JEPs are by their nature very intolerant of noisy data: in practice this results in the production of many overlapping JEPs describing similar chemical space. In contrast, the second study11 focussed on emerging patterns, which are patterns of descriptors which are more common in one class over another – for example more common in active rather than inactive compounds – and which are much more noise tolerant.
Both EPs and JEPs can be mined from binary fingerprints of compounds in a dataset. In this study the descriptors tried were binary fingerprints generated from the freely available RDKit tools12 and simple structural fragments generated in-house by a procedure described below.
It is important to distinguish the aims of this paper – new knowledge discovery – from other data mining attempts, particularly a QSAR approach to predictive model building. The motivation for this study was to expedite development of expert predictions by identifying clusters of compounds suitable for the attention of experienced scientists to enhance a knowledge base. It was expected that clusters of compounds which share easily interpretable features would become apparent in the analysis of Ames mutagenicity because that endpoint is relatively well understood in terms of molecular initiating events some of which can be attributed to electrophilic functional groups which themselves are relatively easy to describe.
The datasets used in this study were a curated version of the Hansen data set13 and a curated CFSAN dataset14 from which compounds also contained in the Hansen data set had been deleted.
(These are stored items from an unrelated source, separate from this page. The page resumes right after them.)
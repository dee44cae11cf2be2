//! 結果ファイルの読み込み
//!
//! `<root>/<domain>/<subdomain>[/<heuristic>]/<algorithm>/*.json` を走査し、
//! 有効範囲内の係数のファイルだけを [`Observation`] にする。
//! 本文の JSON が壊れていた場合は部分結果を返さずにエラーで打ち切る。

use std::collections::BTreeSet;
use std::fs;
use std::path::{Path, PathBuf};
use std::sync::LazyLock;

use regex::Regex;
use serde::Deserialize;

use crate::bound::Bound;
use crate::table::Observation;

/// ファイル名に埋め込まれた数値（小数点付きも可）
static NUMBER_RE: LazyLock<Regex> =
    LazyLock::new(|| Regex::new(r"\d*\.?\d+").expect("invalid NUMBER_RE pattern"));

#[derive(thiserror::Error, Debug)]
pub enum LoadError {
    #[error("failed to read result directory {}: {source}", .path.display())]
    ReadDir {
        path: PathBuf,
        #[source]
        source: std::io::Error,
    },
    #[error("failed to read {}: {source}", .path.display())]
    ReadFile {
        path: PathBuf,
        #[source]
        source: std::io::Error,
    },
    #[error("malformed result file for algorithm {algorithm}: {file}: {source}")]
    MalformedResult {
        algorithm: String,
        file: String,
        #[source]
        source: serde_json::Error,
    },
}

/// 結果ファイル本文（必須キーのみ）
#[derive(Debug, Deserialize)]
struct ResultRecord {
    #[serde(rename = "cpu time")]
    cpu_time: f64,
    instance: String,
    #[serde(rename = "node expanded")]
    node_expanded: u64,
    #[serde(rename = "node generated")]
    node_generated: u64,
}

/// ファイル名から取り出した係数とサイズ
#[derive(Debug, Clone, PartialEq)]
pub struct FileNameTokens {
    /// 1つ目の数値
    pub bound: String,
    /// 2つ目の数値
    pub size: Option<String>,
}

/// ファイル名中の数値列を前から2つ取り出す。数値が無ければ `None`。
pub fn parse_file_name(name: &str) -> Option<FileNameTokens> {
    let mut numbers = NUMBER_RE.find_iter(name).map(|m| m.as_str().to_string());
    let bound = numbers.next()?;
    Some(FileNameTokens {
        bound,
        size: numbers.next(),
    })
}

/// 読み込み条件
#[derive(Debug, Clone)]
pub struct LoadRequest<'a> {
    /// `<root>/<domain>/<subdomain>[/<heuristic>]` まで解決済みのディレクトリ
    pub input_dir: PathBuf,
    /// 読み込むアルゴリズムキー（この順に読む）
    pub algorithms: Vec<&'a str>,
    /// 係数の下限・上限（両端含む）
    pub bound_start: f64,
    pub bound_end: f64,
    /// 有効な係数の集合
    pub valid_bounds: &'a BTreeSet<Bound>,
    /// `Some(size)` のときファイル名のサイズ一致を要求する
    pub exact_size: Option<u32>,
}

/// 入力ディレクトリを組み立てる
pub fn input_dir(
    results_root: &Path,
    domain: &str,
    subdomain: &str,
    heuristic: Option<&str>,
) -> PathBuf {
    let mut dir = results_root.join(domain).join(subdomain);
    if let Some(h) = heuristic {
        dir.push(h);
    }
    dir
}

enum Skip {
    NoNumber,
    SizeMismatch(Option<String>),
    BadBound(String),
    OutOfRange(Bound),
    NotConfigured(Bound),
}

impl std::fmt::Display for Skip {
    fn fmt(&self, f: &mut std::fmt::Formatter<'_>) -> std::fmt::Result {
        match self {
            Skip::NoNumber => write!(f, "no numeric token in file name"),
            Skip::SizeMismatch(size) => write!(f, "size {size:?} does not match"),
            Skip::BadBound(s) => write!(f, "unparsable bound {s:?}"),
            Skip::OutOfRange(b) => write!(f, "bound {b} outside requested range"),
            Skip::NotConfigured(b) => write!(f, "bound {b} not in configured set"),
        }
    }
}

fn accept(name: &str, req: &LoadRequest<'_>) -> Result<Bound, Skip> {
    let tokens = parse_file_name(name).ok_or(Skip::NoNumber)?;

    if let Some(size) = req.exact_size {
        let parsed = tokens.size.as_deref().and_then(|s| s.parse::<u32>().ok());
        if parsed != Some(size) {
            return Err(Skip::SizeMismatch(tokens.size));
        }
    }

    let bound: Bound = tokens.bound.parse().map_err(|_| Skip::BadBound(tokens.bound.clone()))?;
    let value = bound.as_f64();
    if value < req.bound_start || value > req.bound_end {
        return Err(Skip::OutOfRange(bound));
    }
    if !req.valid_bounds.contains(&bound) {
        return Err(Skip::NotConfigured(bound));
    }
    Ok(bound)
}

fn json_files(dir: &Path) -> Result<Vec<String>, LoadError> {
    let entries = fs::read_dir(dir).map_err(|source| LoadError::ReadDir {
        path: dir.to_path_buf(),
        source,
    })?;
    let mut names = Vec::new();
    for entry in entries {
        let entry = entry.map_err(|source| LoadError::ReadDir {
            path: dir.to_path_buf(),
            source,
        })?;
        let name = entry.file_name().to_string_lossy().into_owned();
        if name.ends_with(".json") {
            names.push(name);
        }
    }
    names.sort();
    Ok(names)
}

/// 全アルゴリズムの結果を読み込み、生テーブルを返す
pub fn load_observations(req: &LoadRequest<'_>) -> Result<Vec<Observation>, LoadError> {
    log::info!("reading results from {}", req.input_dir.display());
    let mut observations = Vec::new();

    for algorithm in &req.algorithms {
        let dir = req.input_dir.join(algorithm);
        let mut accepted = 0usize;

        for name in json_files(&dir)? {
            let bound = match accept(&name, req) {
                Ok(b) => b,
                Err(Skip::NoNumber) => {
                    log::warn!("skip {algorithm}/{name}: {}", Skip::NoNumber);
                    continue;
                }
                Err(reason) => {
                    log::debug!("skip {algorithm}/{name}: {reason}");
                    continue;
                }
            };

            let path = dir.join(&name);
            let body = fs::read_to_string(&path)
                .map_err(|source| LoadError::ReadFile { path: path.clone(), source })?;
            let record: ResultRecord =
                serde_json::from_str(&body).map_err(|source| LoadError::MalformedResult {
                    algorithm: algorithm.to_string(),
                    file: name.clone(),
                    source,
                })?;

            observations.push(Observation {
                algorithm: algorithm.to_string(),
                instance: record.instance,
                bound,
                cpu: record.cpu_time,
                node_generated: record.node_generated,
                node_expanded: record.node_expanded,
            });
            accepted += 1;
        }
        log::info!("{algorithm}: {accepted} result files");
    }

    Ok(observations)
}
Pre-computed sets of fragments – such as those available in commercial packages such as Dragon15 or Leadscope Enterprise16 – were found to be of limited value in this study because (a) too many closely related descriptors were available and, conversely, (b) some fragments known to be closely allied to Ames mutagenicity, for example N-nitro groups, were not contained in off-the-shelf descriptor sets. In that any information in a dataset relating structure to activity must come from within the dataset, it was decided to generate a fragment dictionary from the dataset itself and that the dictionary should consist of functional groups which could be related by human experts to mutagenicity on a mechanistic basis.
![]() | ||
| Fig. 1 Flowchart of the approach reported in this paper. Step numbers are explained in more detail in the text. | ||
Step 1: the structures in the datasets were curated as reported previously11 after which each molecule in the training set was represented in its fully hydrogen expressed format. Properties such as number of neighbouring atoms and whether or not the atom had aromatic bonds were added to each atom.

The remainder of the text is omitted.